WHAT IS BEING ASKED
Count how many lines of the data include "tenants". The answer is that number and nothing else.

EXTRACTED MATERIAL
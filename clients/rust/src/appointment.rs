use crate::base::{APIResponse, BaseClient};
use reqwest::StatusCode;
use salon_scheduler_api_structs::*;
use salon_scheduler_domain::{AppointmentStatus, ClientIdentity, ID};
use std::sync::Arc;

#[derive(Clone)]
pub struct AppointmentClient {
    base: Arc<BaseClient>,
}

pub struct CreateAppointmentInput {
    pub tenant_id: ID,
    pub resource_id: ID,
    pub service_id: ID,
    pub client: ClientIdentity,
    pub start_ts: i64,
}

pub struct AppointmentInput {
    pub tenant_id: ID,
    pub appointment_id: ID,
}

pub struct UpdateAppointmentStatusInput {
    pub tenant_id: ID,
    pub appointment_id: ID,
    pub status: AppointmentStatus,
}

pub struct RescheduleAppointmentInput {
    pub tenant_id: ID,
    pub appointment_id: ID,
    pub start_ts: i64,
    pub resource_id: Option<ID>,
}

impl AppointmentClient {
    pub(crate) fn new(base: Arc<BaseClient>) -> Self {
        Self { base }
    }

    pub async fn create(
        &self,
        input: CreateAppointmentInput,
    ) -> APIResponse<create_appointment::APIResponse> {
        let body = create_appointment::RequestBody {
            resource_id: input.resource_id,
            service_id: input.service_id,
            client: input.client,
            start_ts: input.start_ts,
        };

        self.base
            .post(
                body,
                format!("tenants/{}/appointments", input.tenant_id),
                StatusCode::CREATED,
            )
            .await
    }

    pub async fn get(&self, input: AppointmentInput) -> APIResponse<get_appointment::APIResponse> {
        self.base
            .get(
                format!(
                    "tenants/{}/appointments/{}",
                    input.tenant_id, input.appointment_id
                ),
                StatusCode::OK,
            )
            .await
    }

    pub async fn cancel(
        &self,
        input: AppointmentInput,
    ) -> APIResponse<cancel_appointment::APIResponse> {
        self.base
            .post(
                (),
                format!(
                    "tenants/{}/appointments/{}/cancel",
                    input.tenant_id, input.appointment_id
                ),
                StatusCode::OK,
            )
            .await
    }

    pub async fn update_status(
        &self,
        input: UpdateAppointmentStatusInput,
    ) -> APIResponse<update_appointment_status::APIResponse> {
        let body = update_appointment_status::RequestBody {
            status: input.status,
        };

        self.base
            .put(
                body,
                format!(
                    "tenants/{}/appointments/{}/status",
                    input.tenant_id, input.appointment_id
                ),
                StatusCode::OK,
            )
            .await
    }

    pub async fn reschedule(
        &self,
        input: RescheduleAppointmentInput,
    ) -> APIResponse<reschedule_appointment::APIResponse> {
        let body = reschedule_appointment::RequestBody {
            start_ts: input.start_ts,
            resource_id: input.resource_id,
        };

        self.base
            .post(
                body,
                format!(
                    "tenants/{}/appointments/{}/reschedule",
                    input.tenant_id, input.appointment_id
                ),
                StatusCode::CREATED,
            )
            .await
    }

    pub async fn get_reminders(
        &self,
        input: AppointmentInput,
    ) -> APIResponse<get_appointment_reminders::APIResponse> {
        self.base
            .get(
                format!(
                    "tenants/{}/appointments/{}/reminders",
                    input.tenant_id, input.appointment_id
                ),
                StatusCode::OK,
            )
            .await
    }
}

---

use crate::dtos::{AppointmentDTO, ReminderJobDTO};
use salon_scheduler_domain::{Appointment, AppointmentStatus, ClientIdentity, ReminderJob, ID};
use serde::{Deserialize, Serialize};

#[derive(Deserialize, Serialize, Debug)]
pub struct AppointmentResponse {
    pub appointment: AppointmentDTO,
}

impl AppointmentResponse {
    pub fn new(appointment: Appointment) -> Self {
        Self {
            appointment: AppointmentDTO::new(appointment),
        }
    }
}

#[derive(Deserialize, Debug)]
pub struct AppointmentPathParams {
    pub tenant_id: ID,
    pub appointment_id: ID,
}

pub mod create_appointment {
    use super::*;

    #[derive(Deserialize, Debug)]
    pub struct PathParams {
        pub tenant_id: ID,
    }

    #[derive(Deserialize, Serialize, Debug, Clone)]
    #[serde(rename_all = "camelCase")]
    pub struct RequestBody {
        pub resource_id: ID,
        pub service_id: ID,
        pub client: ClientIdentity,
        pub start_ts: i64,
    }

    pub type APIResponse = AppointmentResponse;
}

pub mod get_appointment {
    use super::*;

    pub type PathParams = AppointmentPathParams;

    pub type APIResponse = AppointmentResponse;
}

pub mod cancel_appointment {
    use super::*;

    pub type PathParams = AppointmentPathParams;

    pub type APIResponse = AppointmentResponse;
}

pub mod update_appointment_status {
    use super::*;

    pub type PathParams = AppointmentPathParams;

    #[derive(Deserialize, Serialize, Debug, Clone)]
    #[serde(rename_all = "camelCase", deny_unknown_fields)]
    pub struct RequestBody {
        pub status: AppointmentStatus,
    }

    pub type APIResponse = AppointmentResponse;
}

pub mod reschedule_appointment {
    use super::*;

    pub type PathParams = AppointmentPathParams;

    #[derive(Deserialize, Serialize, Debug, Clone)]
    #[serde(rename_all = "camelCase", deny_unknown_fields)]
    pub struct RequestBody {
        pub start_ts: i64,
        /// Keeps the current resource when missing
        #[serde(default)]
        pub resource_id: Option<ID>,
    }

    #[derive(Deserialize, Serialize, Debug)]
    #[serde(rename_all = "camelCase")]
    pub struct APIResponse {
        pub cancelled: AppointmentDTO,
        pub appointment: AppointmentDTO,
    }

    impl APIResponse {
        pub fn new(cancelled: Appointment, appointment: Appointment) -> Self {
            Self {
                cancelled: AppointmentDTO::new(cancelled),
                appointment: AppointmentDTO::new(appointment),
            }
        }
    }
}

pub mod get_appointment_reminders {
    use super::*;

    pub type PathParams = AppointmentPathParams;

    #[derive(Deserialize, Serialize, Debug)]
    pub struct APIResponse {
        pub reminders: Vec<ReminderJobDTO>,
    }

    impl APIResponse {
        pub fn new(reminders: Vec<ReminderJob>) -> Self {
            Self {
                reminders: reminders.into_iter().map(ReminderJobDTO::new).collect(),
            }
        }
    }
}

ANSWER AREA
6